Error Handling

Handle message processing failures in Nimbus using retries, dead letter queues, and error interceptors

Overview

Distributed messaging introduces failure modes that don’t exist in direct function calls: handlers can fail, the transport can be temporarily unavailable, and messages can be malformed. Nimbus and the underlying transports provide several mechanisms to handle these gracefully.

What Happens When a Handler Throws

When a handler throws an exception, Nimbus does not acknowledge the message.

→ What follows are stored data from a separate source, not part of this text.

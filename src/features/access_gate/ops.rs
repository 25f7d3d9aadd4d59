use crate::features::auth::model::Role;
use crate::features::rate_limits::RateLimitClass;

/// Administrative operations the gate knows how to authorize. Role floors,
/// destructiveness and rate classes are fixed properties of the operation,
/// not of the route that invokes it.
#[derive(Debug, Clone, Copy, PartialEq, Eq)]
pub enum AdminOp {
    CreateDefinition,
    AddVersion,
    ActivateVersion,
    DeleteDefinition,
    ListDefinitions,
    GetDefinition,
    ListForEditing,
    GetActiveContent,
    QueryAudit,
    SecurityEvents,
    FailedEvents,
    StatsByActor,
    ReviewAuditEvent,
    StepUpEnroll,
    StepUpConfirm,
}

impl AdminOp {
    pub fn as_str(&self) -> &'static str {
        match self {
            AdminOp::CreateDefinition => "create_definition",
            AdminOp::AddVersion => "add_version",
            AdminOp::ActivateVersion => "activate_version",
            AdminOp::DeleteDefinition => "delete_definition",
            AdminOp::ListDefinitions => "list_definitions",
            AdminOp::GetDefinition => "get_definition",
            AdminOp::ListForEditing => "list_for_editing",
            AdminOp::GetActiveContent => "get_active_content",
            AdminOp::QueryAudit => "query_audit",
            AdminOp::SecurityEvents => "security_events",
            AdminOp::FailedEvents => "failed_events",
            AdminOp::StatsByActor => "stats_by_actor",
            AdminOp::ReviewAuditEvent => "review_audit_event",
            AdminOp::StepUpEnroll => "step_up_enroll",
            AdminOp::StepUpConfirm => "step_up_confirm",
        }
    }

    /// Operations that seal or open plaintext prompt content.
    pub fn is_vault_op(&self) -> bool {
        matches!(
            self,
            AdminOp::CreateDefinition
                | AdminOp::AddVersion
                | AdminOp::ListForEditing
                | AdminOp::GetActiveContent
        )
    }

    /// The owner role is gated specifically for vault operations; everything
    /// else requires at least a moderator.
    pub fn required_role(&self) -> Role {
        if self.is_vault_op() {
            Role::Owner
        } else {
            Role::Moderator
        }
    }

    pub fn is_read_only(&self) -> bool {
        matches!(
            self,
            AdminOp::ListDefinitions
                | AdminOp::GetDefinition
                | AdminOp::ListForEditing
                | AdminOp::GetActiveContent
                | AdminOp::QueryAudit
                | AdminOp::SecurityEvents
                | AdminOp::FailedEvents
                | AdminOp::StatsByActor
        )
    }

    /// Mutations that change or remove live behavior.
    pub fn is_destructive(&self) -> bool {
        matches!(self, AdminOp::DeleteDefinition | AdminOp::ActivateVersion)
    }

    /// Read-only traffic is exempt from the destructive class.
    pub fn rate_class(&self) -> RateLimitClass {
        if self.is_destructive() {
            RateLimitClass::DestructiveAdmin
        } else {
            RateLimitClass::Admin
        }
    }
}

#[cfg(test)]
mod tests {
    use super::*;

    #[test]
    fn vault_ops_require_owner() {
        assert_eq!(AdminOp::CreateDefinition.required_role(), Role::Owner);
        assert_eq!(AdminOp::AddVersion.required_role(), Role::Owner);
        assert_eq!(AdminOp::ListForEditing.required_role(), Role::Owner);
        assert_eq!(AdminOp::GetActiveContent.required_role(), Role::Owner);
        assert_eq!(AdminOp::DeleteDefinition.required_role(), Role::Moderator);
        assert_eq!(AdminOp::QueryAudit.required_role(), Role::Moderator);
    }

    #[test]
    fn destructive_ops_use_the_strict_class() {
        assert_eq!(
            AdminOp::DeleteDefinition.rate_class(),
            RateLimitClass::DestructiveAdmin
        );
        assert_eq!(
            AdminOp::ActivateVersion.rate_class(),
            RateLimitClass::DestructiveAdmin
        );
        assert_eq!(AdminOp::QueryAudit.rate_class(), RateLimitClass::Admin);
        assert_eq!(AdminOp::ListForEditing.rate_class(), RateLimitClass::Admin);
    }
}
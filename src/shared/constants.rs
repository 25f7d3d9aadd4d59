/// Default page size for pagination
pub const DEFAULT_PAGE_SIZE: i64 = 10;

/// Maximum page size allowed
pub const MAX_PAGE_SIZE: i64 = 100;

/// Reserved actor id under which definition content is sealed at rest
pub const SYSTEM_ACTOR: &str = "system";
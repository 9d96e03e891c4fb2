//! Built-in shell commands.

pub mod add_version;

pub use add_version::{AddVersion, AddVersionOutcome};
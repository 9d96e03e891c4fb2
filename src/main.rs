use anyhow::{Context, Result, anyhow};
use clap::{Parser, Subcommand};
use contentshell::shell::LogAuditLog;
use contentshell::{
    Actor, BufferedClientPage, CommandContext, ContentDatabase, InMemoryContentDatabase,
    ItemReference, Shell, ShellConfig, VersionNumber,
};
use std::fs;
use std::path::PathBuf;
use std::sync::Arc;
use tracing_subscriber::EnvFilter;

#[derive(Parser)]
#[command(name = "contentshell")]
#[command(about = "Run content shell commands against a JSON content fixture")]
struct Cli {
    /// Content database fixture: {"name": "master", "items": [...]}
    #[arg(long)]
    fixture: PathBuf,

    /// Shell configuration (JSON); defaults apply when omitted
    #[arg(long)]
    config: Option<PathBuf>,

    #[arg(long)]
    user: String,

    #[arg(long = "role")]
    roles: Vec<String>,

    #[arg(long)]
    admin: bool,

    #[arg(short, long)]
    verbose: bool,

    #[command(subcommand)]
    command: Command,
}

#[derive(Subcommand)]
enum Command {
    /// Print the add-version state for an item
    State {
        #[command(flatten)]
        target: Target,
    },
    /// Add a version to an item
    AddVersion {
        #[command(flatten)]
        target: Target,
        /// Pretend the page has unsaved edits
        #[arg(long)]
        unsaved_changes: bool,
        /// Answer "discard" when asked about unsaved edits
        #[arg(long)]
        discard_changes: bool,
    },
}

#[derive(clap::Args)]
struct Target {
    #[arg(long)]
    id: String,
    #[arg(long)]
    language: String,
    /// Version number; 0 selects the latest
    #[arg(long, default_value_t = 0)]
    version: u32,
}

impl Target {
    fn reference(&self) -> Result<ItemReference> {
        Ok(ItemReference::new(
            self.id.parse()?,
            self.language.parse()?,
            VersionNumber::new(self.version),
        ))
    }
}

#[tokio::main]
async fn main() -> Result<()> {
    let cli = Cli::parse();

    let default_level = if cli.verbose { "debug" } else { "info" };
    let filter =
        EnvFilter::try_from_default_env().unwrap_or_else(|_| EnvFilter::new(default_level));
    tracing_subscriber::fmt()
        .with_env_filter(filter)
        .with_target(true)
        .with_writer(std::io::stderr)
        .init();

    let config = match &cli.config {
        Some(path) => {
            let json = fs::read_to_string(path)
                .with_context(|| format!("failed to read {}", path.display()))?;
            ShellConfig::from_json_str(&json)?
        }
        None => ShellConfig::default(),
    };

    let fixture = fs::read_to_string(&cli.fixture)
        .with_context(|| format!("failed to read {}", cli.fixture.display()))?;
    let database = InMemoryContentDatabase::from_json_str(&fixture)
        .with_context(|| format!("invalid fixture {}", cli.fixture.display()))?;

    let mut shell = Shell::new(config)?;
    shell.add_database(Arc::new(database));

    let actor = if cli.admin {
        Actor::administrator(cli.user.clone())
    } else {
        Actor::new(cli.user.clone(), cli.roles.clone())
    };

    match &cli.command {
        Command::State { target } => {
            let page = Arc::new(BufferedClientPage::new());
            let session = shell.open_session(actor, page, Arc::new(LogAuditLog))?;
            let context = select(session.content_database().as_ref(), target).await?;
            let state = shell
                .query_state(&shell.config().add_version_command, &session, &context)
                .await?;
            println!("{}", serde_json::to_string(&state)?);
        }
        Command::AddVersion {
            target,
            unsaved_changes,
            discard_changes,
        } => {
            let command = shell.config().add_version_command.clone();

            // Render phase: state check and invocation.
            let page = Arc::new(BufferedClientPage::new());
            let session = shell.open_session(actor.clone(), page.clone(), Arc::new(LogAuditLog))?;
            let context = select(session.content_database().as_ref(), target).await?;
            let state = shell.query_state(&command, &session, &context).await?;
            if !state.is_enabled() {
                return Err(anyhow!("{} is {:?} for this item", command, state));
            }
            shell.execute(&command, &session, &context).await?;

            // Round trip: pending continuations run in a fresh session.
            let pending = page.take_pending().await;
            let next_page = Arc::new(BufferedClientPage::new());
            next_page
                .set_unsaved_changes(*unsaved_changes, *discard_changes)
                .await;
            let next_session = shell.open_session(actor, next_page.clone(), Arc::new(LogAuditLog))?;
            for call in pending {
                shell
                    .registry()
                    .resume(&call.command, &call.method, &next_session, &call.args)
                    .await?;
            }

            for message in next_page.messages().await {
                println!("message: {}", message.payload);
            }
            for alert in next_page.alerts().await {
                println!("alert: {}", alert);
            }
        }
    }

    Ok(())
}

async fn select(database: &dyn ContentDatabase, target: &Target) -> Result<CommandContext> {
    let reference = target.reference()?;
    let item = database
        .get_item(&reference)
        .await?
        .ok_or_else(|| anyhow!("item {} not found", reference))?;
    Ok(CommandContext::single(item))
}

The transport retries delivery according to its configured policy:

Message arrives
    │
    ▼
Handler throws exception
    │
    ▼
Message is NOT acknowledged (nacked)
    │
    ▼
Transport re-queues the message
    │
    ▼
Retry after delay (transport-dependent)
    │
    ▼
[Repeat until max delivery attempts reached]
    │
    ▼
Message moved to dead letter queue

Your handler code doesn’t need to do anything special — just let exceptions propagate:

public class PlaceOrderHandler : IHandleCommand<PlaceOrderCommand>
{
    public async Task Handle(PlaceOrderCommand command)
    {
        // If this throws, Nimbus will retry the message
        var order = await _orderRepository.Save(command);

        // If this throws, Nimbus will retry the message
        // The repository operation may or may not have committed — design for idempotency
        await _bus.Publish(new OrderPlacedEvent { OrderId = order.Id });
    }
}

Retry Policies

Each transport has its own default retry behaviour:

Transport	Default Retries	Retry Strategy
Azure Service Bus	10 (configurable)	Exponential backoff
Redis	Immediate re-queue	No backoff
AMQP (ActiveMQ Artemis)	Broker-configured	Depends on broker
In-Process	None	Dropped or re-queued

Azure Service Bus

Configure max delivery attempts on the transport:

var transport = new AzureServiceBusTransportConfiguration()
    .WithConnectionString(connectionString)
    .WithMaxDeliveryAttempts(5);  // Retry up to 5 times before dead-lettering

Redis

Redis re-queues immediately on failure. Configure your handler to implement its own backoff for transient errors:

public async Task Handle(PlaceOrderCommand command)
{
    var attempt = 0;
    while (true)
    {
        try
        {
            await _externalService.Process(command);
            return;
        }
        catch (TransientException) when (attempt < 3)
        {
            attempt++;
            await Task.Delay(TimeSpan.FromSeconds(Math.Pow(2, attempt)));
        }
    }
}

Dead Letter Queues

After exhausting retries, messages are moved to a dead letter queue (DLQ). The DLQ acts as a quarantine for messages that couldn’t be processed — they can be inspected, fixed, and resubmitted.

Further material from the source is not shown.